Collected data
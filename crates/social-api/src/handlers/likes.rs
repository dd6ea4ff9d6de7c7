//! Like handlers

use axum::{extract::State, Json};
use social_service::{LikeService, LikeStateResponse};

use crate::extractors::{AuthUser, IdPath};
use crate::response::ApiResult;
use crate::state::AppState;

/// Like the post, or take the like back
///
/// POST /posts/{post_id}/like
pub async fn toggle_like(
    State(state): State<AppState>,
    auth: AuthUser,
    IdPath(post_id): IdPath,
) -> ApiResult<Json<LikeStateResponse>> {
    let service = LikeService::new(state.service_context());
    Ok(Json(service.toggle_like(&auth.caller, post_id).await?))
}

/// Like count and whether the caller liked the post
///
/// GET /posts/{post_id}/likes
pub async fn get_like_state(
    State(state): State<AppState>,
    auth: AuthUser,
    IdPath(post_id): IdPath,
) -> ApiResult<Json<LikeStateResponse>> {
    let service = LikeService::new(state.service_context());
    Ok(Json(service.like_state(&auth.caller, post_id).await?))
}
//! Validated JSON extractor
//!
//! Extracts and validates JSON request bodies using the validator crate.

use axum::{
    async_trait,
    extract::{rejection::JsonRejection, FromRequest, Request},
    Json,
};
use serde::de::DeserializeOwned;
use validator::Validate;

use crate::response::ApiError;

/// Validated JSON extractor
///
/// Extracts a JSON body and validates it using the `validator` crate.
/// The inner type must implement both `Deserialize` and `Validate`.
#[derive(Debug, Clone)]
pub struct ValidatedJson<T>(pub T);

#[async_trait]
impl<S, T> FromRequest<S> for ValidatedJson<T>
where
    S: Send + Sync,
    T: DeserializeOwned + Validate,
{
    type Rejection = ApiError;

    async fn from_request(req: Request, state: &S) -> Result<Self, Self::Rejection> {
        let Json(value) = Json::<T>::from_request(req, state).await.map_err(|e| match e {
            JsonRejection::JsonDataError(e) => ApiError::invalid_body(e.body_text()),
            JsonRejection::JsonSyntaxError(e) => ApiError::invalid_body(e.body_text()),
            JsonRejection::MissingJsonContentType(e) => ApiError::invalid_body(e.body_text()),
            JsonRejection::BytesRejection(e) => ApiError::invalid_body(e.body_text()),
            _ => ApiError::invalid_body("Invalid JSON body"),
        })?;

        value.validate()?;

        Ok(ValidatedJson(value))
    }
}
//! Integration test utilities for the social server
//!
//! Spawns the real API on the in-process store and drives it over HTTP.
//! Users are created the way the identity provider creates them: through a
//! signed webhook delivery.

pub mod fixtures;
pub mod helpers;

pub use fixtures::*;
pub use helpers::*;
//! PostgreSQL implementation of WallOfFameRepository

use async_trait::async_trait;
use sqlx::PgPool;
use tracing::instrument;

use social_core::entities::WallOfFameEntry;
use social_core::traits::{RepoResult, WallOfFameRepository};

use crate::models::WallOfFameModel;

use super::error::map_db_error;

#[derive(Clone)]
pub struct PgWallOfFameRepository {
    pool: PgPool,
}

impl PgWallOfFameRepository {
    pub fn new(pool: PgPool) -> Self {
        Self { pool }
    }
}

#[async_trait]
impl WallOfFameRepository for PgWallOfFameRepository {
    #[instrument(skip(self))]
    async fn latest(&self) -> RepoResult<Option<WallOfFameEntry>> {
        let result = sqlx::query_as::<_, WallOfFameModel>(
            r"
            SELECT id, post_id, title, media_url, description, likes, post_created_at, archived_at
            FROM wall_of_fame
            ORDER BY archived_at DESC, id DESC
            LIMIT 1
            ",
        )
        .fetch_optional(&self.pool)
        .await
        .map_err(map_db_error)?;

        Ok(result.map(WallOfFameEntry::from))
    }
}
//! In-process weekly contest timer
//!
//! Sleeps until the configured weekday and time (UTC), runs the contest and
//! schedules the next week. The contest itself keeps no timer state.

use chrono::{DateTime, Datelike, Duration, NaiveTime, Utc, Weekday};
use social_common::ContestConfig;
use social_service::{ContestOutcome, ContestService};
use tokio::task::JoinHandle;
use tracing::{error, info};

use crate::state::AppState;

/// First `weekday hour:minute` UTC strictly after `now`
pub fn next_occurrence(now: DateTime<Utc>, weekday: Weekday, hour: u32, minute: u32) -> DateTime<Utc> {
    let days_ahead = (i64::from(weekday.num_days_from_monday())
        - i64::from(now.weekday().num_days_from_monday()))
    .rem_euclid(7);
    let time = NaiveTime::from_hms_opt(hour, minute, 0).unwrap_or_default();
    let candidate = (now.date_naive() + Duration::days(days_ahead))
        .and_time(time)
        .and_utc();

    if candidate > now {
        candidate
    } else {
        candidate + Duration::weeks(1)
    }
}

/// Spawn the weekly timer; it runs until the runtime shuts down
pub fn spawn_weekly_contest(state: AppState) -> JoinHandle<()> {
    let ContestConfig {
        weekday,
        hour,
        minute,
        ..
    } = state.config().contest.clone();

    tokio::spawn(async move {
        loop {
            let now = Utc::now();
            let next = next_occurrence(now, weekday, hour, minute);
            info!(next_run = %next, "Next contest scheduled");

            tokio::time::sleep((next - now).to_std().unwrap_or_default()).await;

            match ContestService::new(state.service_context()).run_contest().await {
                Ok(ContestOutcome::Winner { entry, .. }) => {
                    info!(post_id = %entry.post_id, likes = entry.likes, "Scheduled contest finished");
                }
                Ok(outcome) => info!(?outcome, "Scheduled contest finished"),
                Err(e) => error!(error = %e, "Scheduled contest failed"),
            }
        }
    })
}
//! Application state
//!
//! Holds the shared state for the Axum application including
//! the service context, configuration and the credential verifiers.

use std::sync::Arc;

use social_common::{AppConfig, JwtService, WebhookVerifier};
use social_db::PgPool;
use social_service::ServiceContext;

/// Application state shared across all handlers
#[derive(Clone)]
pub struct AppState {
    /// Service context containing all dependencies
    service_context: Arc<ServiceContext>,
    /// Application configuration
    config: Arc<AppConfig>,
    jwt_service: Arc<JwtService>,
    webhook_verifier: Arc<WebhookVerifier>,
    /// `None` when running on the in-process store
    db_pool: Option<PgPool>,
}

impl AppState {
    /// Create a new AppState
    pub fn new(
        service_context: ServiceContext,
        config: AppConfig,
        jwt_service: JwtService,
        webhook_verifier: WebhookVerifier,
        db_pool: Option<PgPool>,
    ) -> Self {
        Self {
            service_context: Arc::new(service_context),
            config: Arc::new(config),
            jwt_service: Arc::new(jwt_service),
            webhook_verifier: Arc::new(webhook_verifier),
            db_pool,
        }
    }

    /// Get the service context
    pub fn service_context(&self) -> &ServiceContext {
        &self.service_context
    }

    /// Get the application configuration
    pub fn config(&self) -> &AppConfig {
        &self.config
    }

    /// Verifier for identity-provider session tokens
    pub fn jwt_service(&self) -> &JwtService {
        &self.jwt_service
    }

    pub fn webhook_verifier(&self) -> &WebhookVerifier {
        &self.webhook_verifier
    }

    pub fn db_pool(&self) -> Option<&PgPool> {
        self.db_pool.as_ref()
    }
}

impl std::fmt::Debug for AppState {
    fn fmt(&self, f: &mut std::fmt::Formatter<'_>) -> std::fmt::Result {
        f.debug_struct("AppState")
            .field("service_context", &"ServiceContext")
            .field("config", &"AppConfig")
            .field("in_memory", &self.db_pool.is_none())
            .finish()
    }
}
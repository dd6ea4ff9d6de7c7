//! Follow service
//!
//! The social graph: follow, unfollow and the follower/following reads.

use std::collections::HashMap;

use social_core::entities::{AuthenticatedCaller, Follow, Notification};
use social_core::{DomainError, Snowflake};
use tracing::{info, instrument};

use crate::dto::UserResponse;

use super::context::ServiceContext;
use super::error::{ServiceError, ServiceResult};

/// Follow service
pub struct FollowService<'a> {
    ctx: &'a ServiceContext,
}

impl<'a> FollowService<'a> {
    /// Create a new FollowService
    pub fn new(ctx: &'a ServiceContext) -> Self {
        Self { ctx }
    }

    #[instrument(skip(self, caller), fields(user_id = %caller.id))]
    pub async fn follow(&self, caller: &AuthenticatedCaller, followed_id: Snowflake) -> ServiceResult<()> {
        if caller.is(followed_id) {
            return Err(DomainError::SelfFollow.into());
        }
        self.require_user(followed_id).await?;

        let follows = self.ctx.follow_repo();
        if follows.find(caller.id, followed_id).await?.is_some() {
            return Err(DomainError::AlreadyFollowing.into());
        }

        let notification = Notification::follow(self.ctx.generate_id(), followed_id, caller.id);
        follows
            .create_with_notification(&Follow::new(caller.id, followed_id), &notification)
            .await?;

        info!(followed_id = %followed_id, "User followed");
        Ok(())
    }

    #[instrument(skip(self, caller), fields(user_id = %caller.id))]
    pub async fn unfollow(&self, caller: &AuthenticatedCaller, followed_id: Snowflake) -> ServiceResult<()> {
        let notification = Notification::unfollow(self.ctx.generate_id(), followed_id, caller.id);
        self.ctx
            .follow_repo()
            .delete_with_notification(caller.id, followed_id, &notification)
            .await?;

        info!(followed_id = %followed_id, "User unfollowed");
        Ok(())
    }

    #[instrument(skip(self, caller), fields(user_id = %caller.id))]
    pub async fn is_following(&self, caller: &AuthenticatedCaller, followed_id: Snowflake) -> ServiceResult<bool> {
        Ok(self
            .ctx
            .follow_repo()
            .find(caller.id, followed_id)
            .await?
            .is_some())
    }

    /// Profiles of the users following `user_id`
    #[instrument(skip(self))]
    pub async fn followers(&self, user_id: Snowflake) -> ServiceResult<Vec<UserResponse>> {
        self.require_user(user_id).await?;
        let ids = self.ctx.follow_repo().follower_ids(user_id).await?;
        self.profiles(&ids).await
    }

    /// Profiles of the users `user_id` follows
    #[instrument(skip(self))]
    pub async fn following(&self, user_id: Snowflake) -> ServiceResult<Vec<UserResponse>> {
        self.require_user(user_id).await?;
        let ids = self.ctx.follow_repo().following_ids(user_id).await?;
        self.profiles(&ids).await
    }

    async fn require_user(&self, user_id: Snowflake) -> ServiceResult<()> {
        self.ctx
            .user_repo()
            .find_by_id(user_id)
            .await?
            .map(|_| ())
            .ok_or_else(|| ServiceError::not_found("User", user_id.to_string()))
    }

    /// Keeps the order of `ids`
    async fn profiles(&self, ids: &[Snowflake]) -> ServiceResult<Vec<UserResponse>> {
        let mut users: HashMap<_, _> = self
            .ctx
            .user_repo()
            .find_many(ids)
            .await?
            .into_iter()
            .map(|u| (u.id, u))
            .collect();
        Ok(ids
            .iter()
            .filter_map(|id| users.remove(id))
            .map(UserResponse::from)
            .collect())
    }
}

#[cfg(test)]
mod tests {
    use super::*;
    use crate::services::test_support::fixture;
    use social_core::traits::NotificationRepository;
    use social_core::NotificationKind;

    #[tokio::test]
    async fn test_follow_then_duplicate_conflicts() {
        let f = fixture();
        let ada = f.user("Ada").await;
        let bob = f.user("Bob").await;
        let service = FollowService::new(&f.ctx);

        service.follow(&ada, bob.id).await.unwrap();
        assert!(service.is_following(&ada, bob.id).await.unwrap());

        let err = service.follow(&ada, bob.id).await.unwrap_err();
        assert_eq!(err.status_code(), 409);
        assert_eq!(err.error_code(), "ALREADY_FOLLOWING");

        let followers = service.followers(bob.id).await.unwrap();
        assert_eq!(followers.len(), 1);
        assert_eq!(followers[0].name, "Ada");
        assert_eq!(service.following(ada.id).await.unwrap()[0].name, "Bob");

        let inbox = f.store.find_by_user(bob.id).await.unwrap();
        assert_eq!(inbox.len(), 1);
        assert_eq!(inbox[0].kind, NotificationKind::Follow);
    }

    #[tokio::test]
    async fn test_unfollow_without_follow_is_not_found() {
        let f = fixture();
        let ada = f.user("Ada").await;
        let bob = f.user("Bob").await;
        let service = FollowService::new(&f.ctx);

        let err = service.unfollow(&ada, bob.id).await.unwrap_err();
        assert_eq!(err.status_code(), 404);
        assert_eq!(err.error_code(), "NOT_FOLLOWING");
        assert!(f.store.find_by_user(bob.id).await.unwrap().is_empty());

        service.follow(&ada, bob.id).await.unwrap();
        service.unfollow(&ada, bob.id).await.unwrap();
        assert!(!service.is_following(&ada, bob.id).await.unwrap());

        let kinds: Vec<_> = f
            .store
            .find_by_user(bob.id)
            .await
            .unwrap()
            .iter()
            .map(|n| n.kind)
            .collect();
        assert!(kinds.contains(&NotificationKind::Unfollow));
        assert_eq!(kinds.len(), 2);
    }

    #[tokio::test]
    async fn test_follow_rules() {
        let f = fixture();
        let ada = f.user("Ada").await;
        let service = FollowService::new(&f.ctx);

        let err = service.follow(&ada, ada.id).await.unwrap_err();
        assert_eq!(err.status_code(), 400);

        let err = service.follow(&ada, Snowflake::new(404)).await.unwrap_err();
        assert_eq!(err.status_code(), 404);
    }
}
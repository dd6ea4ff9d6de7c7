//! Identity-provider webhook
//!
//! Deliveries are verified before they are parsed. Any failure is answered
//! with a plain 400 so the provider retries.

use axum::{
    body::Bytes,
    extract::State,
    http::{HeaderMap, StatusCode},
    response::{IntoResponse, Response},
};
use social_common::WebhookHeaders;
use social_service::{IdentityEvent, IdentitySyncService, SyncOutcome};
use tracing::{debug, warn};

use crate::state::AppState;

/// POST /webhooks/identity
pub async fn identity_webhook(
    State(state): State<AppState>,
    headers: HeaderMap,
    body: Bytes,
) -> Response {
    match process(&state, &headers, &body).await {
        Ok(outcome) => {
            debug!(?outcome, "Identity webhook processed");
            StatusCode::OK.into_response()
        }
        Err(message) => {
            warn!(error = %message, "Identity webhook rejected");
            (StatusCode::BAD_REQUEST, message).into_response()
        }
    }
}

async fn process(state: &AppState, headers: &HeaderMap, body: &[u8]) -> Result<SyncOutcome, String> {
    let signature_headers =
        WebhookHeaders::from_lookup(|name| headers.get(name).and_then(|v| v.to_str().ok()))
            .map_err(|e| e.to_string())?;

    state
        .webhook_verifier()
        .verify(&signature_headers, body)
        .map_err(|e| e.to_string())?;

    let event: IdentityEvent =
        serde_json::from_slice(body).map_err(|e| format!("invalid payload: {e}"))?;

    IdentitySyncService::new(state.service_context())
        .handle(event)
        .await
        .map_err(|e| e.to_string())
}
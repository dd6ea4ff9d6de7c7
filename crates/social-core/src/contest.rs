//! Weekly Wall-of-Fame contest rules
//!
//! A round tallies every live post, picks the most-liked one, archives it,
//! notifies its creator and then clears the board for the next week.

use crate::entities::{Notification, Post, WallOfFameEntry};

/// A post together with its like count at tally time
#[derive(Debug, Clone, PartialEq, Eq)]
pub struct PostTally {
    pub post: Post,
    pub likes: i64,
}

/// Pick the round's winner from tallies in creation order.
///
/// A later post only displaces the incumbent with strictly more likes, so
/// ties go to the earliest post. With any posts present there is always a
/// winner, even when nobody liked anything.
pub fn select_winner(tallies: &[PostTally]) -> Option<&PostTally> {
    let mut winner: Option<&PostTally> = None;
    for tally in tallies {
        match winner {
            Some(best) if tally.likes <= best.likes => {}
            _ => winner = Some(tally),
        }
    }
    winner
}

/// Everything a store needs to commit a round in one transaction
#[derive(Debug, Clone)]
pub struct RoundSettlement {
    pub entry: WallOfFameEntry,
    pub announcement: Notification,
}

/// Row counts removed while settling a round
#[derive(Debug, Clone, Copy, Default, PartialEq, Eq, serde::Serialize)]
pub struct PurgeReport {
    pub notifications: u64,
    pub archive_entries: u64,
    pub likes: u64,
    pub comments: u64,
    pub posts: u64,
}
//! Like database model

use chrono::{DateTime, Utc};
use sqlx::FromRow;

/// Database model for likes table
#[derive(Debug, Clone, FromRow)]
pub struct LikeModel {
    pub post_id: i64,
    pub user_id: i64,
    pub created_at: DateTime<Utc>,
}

## [WHAT TO PRODUCE]
Return each line above where the word "HashMap" shows up.

## [OUTPUT OF THE EXERCISE]
use std::collections::HashMap;
        let mut users: HashMap<_, _> = self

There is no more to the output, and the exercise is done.